The aircraft industry in Japan is an interesting group of providers. Although many companies involved in the industry today have more than 100 years of manufacturing experience, many of them didn’t start making aircraft or airplane components until after the conclusion of World War II.
Kato Manufacturing, one of the manufacturing giants within the industry, got started by making farming tools.
Part of the issue that the Japan aircraft industry faces is due to the fallout after the war. The country was banned from making planes at the conclusion of the war, completely eliminating the industry. Prohibition was lifted decades ago, except the industry has never really been able to fully recover.
When there were commercial aircraft built, such as the YS-11, they were not successful. That caused the industry to suffer even more setbacks.
Interesting Japan Aircraft Industry Statistics
#1. In 2015, the aircraft industry in Japan totaled 2.13 trillion yen, which was an increase of 5.9% from the year before. 1.79 trillion yen was earned from the aircraft segment, with 338 billion yen earned from the space segment. (Society of Japanese Aerospace Companies)
#2. Airframes and related parts or accessories saw an increase of 32 billion yen. This part of the industry represents 61% of total aircraft production in Japan. (Society of Japanese Aerospace Companies)
#3. Engines and related equipment increased by 102 billion yen, representing one-third of total aircraft production by the industry. (Society of Japanese Aerospace Companies)
#4. The total value of civil aircraft exports in 2015 was 950 billion yen. About 53% of total aircraft production within the industry is directed toward the export market. (Society of Japanese Aerospace Companies)
#5. The United States provides the greatest turnover for the Japanese aircraft industry, reaching almost 2.8 trillion yen in 2015. The European Union came in second, with a turnover of nearly 2.2 trillion yen. (Society of Japanese Aerospace Companies)

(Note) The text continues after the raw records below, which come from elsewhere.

//! Change messages pushed to subscribers.
//!
//! Deltas carry only what changed plus the store version of the commit,
//! so a subscriber can discard anything older than what it has seen.

use serde::{Deserialize, Serialize};

use crate::models::{FallbackReason, Provenance, RailwaySection, SectionStatus, Train, TrainStatus};

/// Changed fields of one train.
///
/// `None` fields are unchanged. `removed` marks the train leaving the
/// active set.
#[derive(Debug, Clone, PartialEq, Serialize, Deserialize)]
pub struct TrainDelta {
    pub version: u64,
    pub train_id: String,
    /// Section the train is in after the commit (for interest routing).
    pub section_id: Option<String>,
    pub position_km: Option<f64>,
    pub speed_kmh: Option<f64>,
    pub delay_minutes: Option<i32>,
    pub status: Option<TrainStatus>,
    pub current_section_changed: bool,
    pub schedule_changed: bool,
    pub removed: bool,
    pub timestamp_ms: i64,
}

impl TrainDelta {
    /// Computes the minimal delta between two states of a train.
    ///
    /// Returns `None` when nothing observable changed.
    pub fn diff(
        before: Option<&Train>,
        after: Option<&Train>,
        version: u64,
        timestamp_ms: i64,
    ) -> Option<Self> {
        let (train_id, section_id) = match (before, after) {
            (_, Some(a)) => (a.id.clone(), a.current_section.clone()),
            (Some(b), None) => (b.id.clone(), b.current_section.clone()),
            (None, None) => return None,
        };

        let mut delta = Self {
            version,
            train_id,
            section_id,
            position_km: None,
            speed_kmh: None,
            delay_minutes: None,
            status: None,
            current_section_changed: false,
            schedule_changed: false,
            removed: false,
            timestamp_ms,
        };

        match (before, after) {
            (Some(_), None) => {
                delta.removed = true;
            }
            (None, Some(a)) => {
                delta.position_km = Some(a.position_km);
                delta.speed_kmh = Some(a.speed_kmh);
                delta.delay_minutes = a.delay_minutes;
                delta.status = Some(a.status);
                delta.current_section_changed = a.current_section.is_some();
                delta.schedule_changed = true;
            }
            (Some(b), Some(a)) => {
                if a.position_km != b.position_km {
                    delta.position_km = Some(a.position_km);
                }
                if a.speed_kmh != b.speed_kmh {
                    delta.speed_kmh = Some(a.speed_kmh);
                }
                if a.delay_minutes != b.delay_minutes {
                    delta.delay_minutes = a.delay_minutes;
                }
                if a.status != b.status {
                    delta.status = Some(a.status);
                }
                delta.current_section_changed = a.current_section != b.current_section;
                delta.schedule_changed = a.timetable != b.timetable || a.route != b.route;
                if !delta.has_changes() {
                    return None;
                }
            }
            (None, None) => return None,
        }
        Some(delta)
    }

    /// Whether any field changed.
    pub fn has_changes(&self) -> bool {
        self.removed
            || self.position_km.is_some()
            || self.speed_kmh.is_some()
            || self.delay_minutes.is_some()
            || self.status.is_some()
            || self.current_section_changed
            || self.schedule_changed
    }
}

/// Occupancy and conflict state of one section after a commit.
#[derive(Debug, Clone, PartialEq, Serialize, Deserialize)]
pub struct SectionDelta {
    pub version: u64,
    pub section_id: String,
    pub occupancy: usize,
    pub occupants: Vec<String>,
    pub status: SectionStatus,
    pub active_conflict_ids: Vec<String>,
    pub timestamp_ms: i64,
}

impl SectionDelta {
    pub fn from_section(
        section: &RailwaySection,
        conflict_ids: &[String],
        version: u64,
        timestamp_ms: i64,
    ) -> Self {
        Self {
            version,
            section_id: section.id.clone(),
            occupancy: section.occupancy(),
            occupants: section.occupants.iter().cloned().collect(),
            status: section.status,
            active_conflict_ids: conflict_ids.to_vec(),
            timestamp_ms,
        }
    }
}

/// A committed resolution pass.
#[derive(Debug, Clone, PartialEq, Serialize, Deserialize)]
pub struct ResolutionEvent {
    pub version: u64,
    pub section_id: String,
    pub provenance: Provenance,
    pub fallback_reason: Option<FallbackReason>,
    pub conflicts_resolved: usize,
    pub trains_rescheduled: Vec<String>,
    pub timestamp_ms: i64,
}

#[cfg(test)]
mod tests {
    use super::*;
    use crate::models::TrainPriority;

    fn train() -> Train {
        Train::new("T1", 100, TrainPriority::Express).with_slot("A", 0, 1000)
    }

    #[test]
    fn test_diff_reports_only_changes() {
        let before = train();
        let mut after = before.clone();
        after.speed_kmh = 80.0;
        let d = TrainDelta::diff(Some(&before), Some(&after), 3, 10).unwrap();
        assert_eq!(d.speed_kmh, Some(80.0));
        assert!(d.position_km.is_none());
        assert!(d.status.is_none());
        assert!(!d.schedule_changed);
        assert_eq!(d.version, 3);
    }

    #[test]
    fn test_diff_unchanged_is_none() {
        let t = train();
        assert!(TrainDelta::diff(Some(&t), Some(&t), 1, 0).is_none());
        assert!(TrainDelta::diff(None, None, 1, 0).is_none());
    }

    #[test]
    fn test_diff_insert_and_remove() {
        let t = train().in_section("A");
        let inserted = TrainDelta::diff(None, Some(&t), 1, 0).unwrap();
        assert!(inserted.schedule_changed);
        assert!(inserted.current_section_changed);
        assert_eq!(inserted.section_id.as_deref(), Some("A"));

        let removed = TrainDelta::diff(Some(&t), None, 2, 0).unwrap();
        assert!(removed.removed);
        assert_eq!(removed.train_id, "T1");
    }
}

#6. The Japan aircraft is a 35% partner with the Boeing 787 project, participating in center wings and front fuselage. (Society of Japanese Aerospace Companies)
#7. Japan is the fifth-largest manufacturer of helicopters in the world today, headlined by the OH-1 light observation helicopter, which fully developed domestically. (Society of Japanese Aerospace Companies)

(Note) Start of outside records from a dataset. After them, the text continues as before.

//! Operating constraints.
//!
//! Defines the rules a committed schedule must satisfy: safety headway,
//! section capacity, train precedence, maintenance windows, speed limits
//! and minimum crossing times.
//!
//! Each rule is a typed variant. The untyped key/value form only exists
//! at the solver wire boundary (see `gateway::wire`).
//!
//! # Reference
//! Pachl (2018), "Railway Operation and Control", Ch. 3 (headway)

use serde::{Deserialize, Serialize};

use super::{TimeWindow, TrainPriority, MINUTE_MS};

/// Weights at or below this value are hard constraints.
pub const HARD_WEIGHT: u8 = 2;

/// Constraint category, as named on the wire.
#[derive(Debug, Clone, Copy, PartialEq, Eq, Hash, Serialize, Deserialize)]
pub enum ConstraintKind {
    SafetyDistance,
    PlatformCapacity,
    TrainPriority,
    MaintenanceWindow,
    SpeedLimit,
    CrossingTime,
}

/// A typed operating rule.
#[derive(Debug, Clone, PartialEq, Serialize, Deserialize)]
pub enum ConstraintRule {
    /// Minimum time between one train leaving and the next entering.
    SafetyDistance { min_headway_ms: i64 },

    /// Maximum simultaneous trains (tightens the section's own capacity).
    PlatformCapacity { capacity: u32 },

    /// Trains of class `higher` go ahead of trains of class `lower`.
    TrainPriority {
        higher: TrainPriority,
        lower: TrainPriority,
    },

    /// No train may occupy the section during [start_ms, end_ms).
    MaintenanceWindow { start_ms: i64, end_ms: i64 },

    /// No speed profile sample may exceed this speed.
    SpeedLimit { max_speed_kmh: f64 },

    /// Minimum time a train needs to cross the section.
    CrossingTime { min_crossing_ms: i64 },
}

impl ConstraintRule {
    /// Category of this rule.
    pub fn kind(&self) -> ConstraintKind {
        match self {
            Self::SafetyDistance { .. } => ConstraintKind::SafetyDistance,
            Self::PlatformCapacity { .. } => ConstraintKind::PlatformCapacity,
            Self::TrainPriority { .. } => ConstraintKind::TrainPriority,
            Self::MaintenanceWindow { .. } => ConstraintKind::MaintenanceWindow,
            Self::SpeedLimit { .. } => ConstraintKind::SpeedLimit,
            Self::CrossingTime { .. } => ConstraintKind::CrossingTime,
        }
    }

    /// Default weight for a rule category.
    fn default_weight(&self) -> u8 {
        match self {
            Self::SafetyDistance { .. }
            | Self::PlatformCapacity { .. }
            | Self::MaintenanceWindow { .. } => 1,
            Self::SpeedLimit { .. } | Self::CrossingTime { .. } => 2,
            Self::TrainPriority { .. } => 4,
        }
    }
}

/// An operating constraint.
///
/// `section_id = None` applies network-wide. `weight` is a hint for the
/// solver: 1 = hardest, 10 = softest.
#[derive(Debug, Clone, PartialEq, Serialize, Deserialize)]
pub struct Constraint {
    /// Section the rule applies to (`None` = all sections).
    pub section_id: Option<String>,
    /// Priority weight (1 = hard ... 10 = soft).
    pub weight: u8,
    /// The rule itself.
    pub rule: ConstraintRule,
}

impl Constraint {
    /// Creates a network-wide constraint with the rule's default weight.
    pub fn new(rule: ConstraintRule) -> Self {
        Self {
            section_id: None,
            weight: rule.default_weight(),
            rule,
        }
    }

    /// Creates a safety headway constraint in minutes.
    pub fn safety_distance(minutes: i64) -> Self {
        Self::new(ConstraintRule::SafetyDistance {
            min_headway_ms: minutes * MINUTE_MS,
        })
    }

    /// Creates a capacity constraint.
    pub fn platform_capacity(capacity: u32) -> Self {
        Self::new(ConstraintRule::PlatformCapacity { capacity })
    }

    /// Creates a precedence constraint between two priority classes.
    pub fn train_priority(higher: TrainPriority, lower: TrainPriority) -> Self {
        Self::new(ConstraintRule::TrainPriority { higher, lower })
    }

    /// Creates a maintenance window.
    pub fn maintenance_window(start_ms: i64, end_ms: i64) -> Self {
        Self::new(ConstraintRule::MaintenanceWindow { start_ms, end_ms })
    }

    /// Creates a speed limit.
    pub fn speed_limit(max_speed_kmh: f64) -> Self {
        Self::new(ConstraintRule::SpeedLimit { max_speed_kmh })
    }

    /// Creates a minimum crossing time in minutes.
    pub fn crossing_time(minutes: i64) -> Self {
        Self::new(ConstraintRule::CrossingTime {
            min_crossing_ms: minutes * MINUTE_MS,
        })
    }

    /// Scopes the constraint to one section.
    pub fn for_section(mut self, section_id: impl Into<String>) -> Self {
        self.section_id = Some(section_id.into());
        self
    }

    /// Overrides the weight (clamped to 1..=10).
    pub fn with_weight(mut self, weight: u8) -> Self {
        self.weight = weight.clamp(1, 10);
        self
    }

    /// Category of the rule.
    pub fn kind(&self) -> ConstraintKind {
        self.rule.kind()
    }

    /// Whether the heuristic must honor this constraint.
    pub fn is_hard(&self) -> bool {
        self.weight <= HARD_WEIGHT
    }

    /// Whether the constraint applies to `section_id`.
    pub fn applies_to(&self, section_id: &str) -> bool {
        match &self.section_id {
            Some(id) => id == section_id,
            None => true,
        }
    }

    /// Maintenance window covered by this constraint, if any.
    pub fn maintenance(&self) -> Option<TimeWindow> {
        match self.rule {
            ConstraintRule::MaintenanceWindow { start_ms, end_ms } => {
                Some(TimeWindow::new(start_ms, end_ms))
            }
            _ => None,
        }
    }
}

#8. 60% of the components found in the Mitsubishi Regional Jet project are supplied by companies that are based in the United States. (U.S. Department of Commerce)
#9. The industry has achieved a 96.3% launch success rate with their H-IIA launch vehicle #23, helping to expand the space segment of the industry in total value. (Maine International Trade Center)
#10. According to figures last updated in 2012, there are currently 35,000 people employed by the Japanese aircraft industry. About 8,000 of the job opportunities are directly linked to space-related activities. (Maine International Trade Center)
#11. Defense-related projects now make up less than 50% of the total sales that are generated by the Japan aircraft industry each year. (Maine International Trade Center)
#12. In 2012, 15 countries were responsible for over 70% of total U.S. aerospace exports. Japan was the leading export market, with $8.4 billion in goods received. 8% of U.S. exports go to Japan. China and France are at similar levels. (U.S. Department of Commerce)
#13. The Japanese aircraft industry is a 23% program partner on the A320 neo engine, responsible for developing components like low-pressure shafts, fans, and compressor modules. (Society of Japanese Aerospace Companies)
#14. Japan exported over 954 billion yen in aircraft components in 2015, while importing over 1.3 trillion yen. (Society of Japanese Aerospace Companies)
#15. The primary export from the industry involves airframe parts, generating over 618 billion yen in revenues in 2015. E/G parts are the other primary sector of the industry, creating 328 billion yen in revenues. (Society of Japanese Aerospace Companies)
#16. The European Union imports over 103 billion yen of E/G parts each year, while the U.S. imports over 533 billion yen of airframe parts. (Society of Japanese Aerospace Companies)
#17. The Japan aircraft industry also imports over 386 billion yen of airframe components from the United States each year, but just 166 billion yen of airframe parts. (Society of Japanese Aerospace Companies)
Japan Aircraft Industry Trends and Analysis
There are many challenges that the Japan aircraft industry must face in coming days. For several decades, the industry was reliant on defense spending and military contracts to generate revenues. The last passenger aircraft that was manufactured in Japan was released more than 40 years ago, right at the beginning of the jet engine era for the industry.
Japan has never produced a civilian jet plane. They do have some experience assembling military models.
For the industry to be successful, it must first be able to compete with low-cost competitors in China and Russia. Boeing, Bombardier, Airbus, and Embraer all have a tremendous hold on the passenger jet segment of the global industry. This has created mixed results for those in Japan who want to see their nation become a manufacturing giant once again.
Over $1.5 billion was underwritten by the Japanese government to help in recent development costs. No competitive products are currently on the horizon from a civilian standpoint, which means parts manufacturing and engine components will still be a point of emphasis for revenues.